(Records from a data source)

┏━━

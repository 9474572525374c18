//! Form schemas
//!
//! Validation is local and synchronous. A form that fails here never
//! reaches the database or the auth provider.

pub mod field_errors;
pub mod sign_in;
pub mod sign_up;

pub use field_errors::{FieldErrors, FormField};
pub use sign_in::{SignInCredentials, SignInForm};
pub use sign_up::{SignUpDetails, SignUpForm};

┗━━

» **Activity**
Each line from the one containing "fails here never" to the close of the records must appear in the output exactly, and no other line.

» **Response area**
//! Validation is local and synchronous. A form that fails here never
//! reaches the database or the auth provider.

pub mod field_errors;
pub mod sign_in;
pub mod sign_up;

pub use field_errors::{FieldErrors, FormField};
pub use sign_in::{SignInCredentials, SignInForm};
pub use sign_up::{SignUpDetails, SignUpForm};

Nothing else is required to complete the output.